DATA TO USE

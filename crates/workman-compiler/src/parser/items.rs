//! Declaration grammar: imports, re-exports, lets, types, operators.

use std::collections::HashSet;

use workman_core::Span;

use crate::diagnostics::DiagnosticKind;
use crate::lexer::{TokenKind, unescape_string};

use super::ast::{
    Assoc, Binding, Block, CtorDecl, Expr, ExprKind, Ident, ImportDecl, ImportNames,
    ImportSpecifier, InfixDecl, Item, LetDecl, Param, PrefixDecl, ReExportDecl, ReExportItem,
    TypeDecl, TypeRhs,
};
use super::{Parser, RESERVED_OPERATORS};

WHAT TO PRODUCE
The whole of the data above must be given again, unaltered and complete.

COMPLETED EXERCISE
filename crates/workman-compiler/src/parser/items.rs
//! Declaration grammar: imports, re-exports, lets, types, operators.

use std::collections::HashSet;

use workman_core::Span;

use crate::diagnostics::DiagnosticKind;
use crate::lexer::{TokenKind, unescape_string};

use super::ast::{
    Assoc, Binding, Block, CtorDecl, Expr, ExprKind, Ident, ImportDecl, ImportNames,
    ImportSpecifier, InfixDecl, Item, LetDecl, Param, PrefixDecl, ReExportDecl, ReExportItem,
    TypeDecl, TypeRhs,
};
use super::{Parser, RESERVED_OPERATORS};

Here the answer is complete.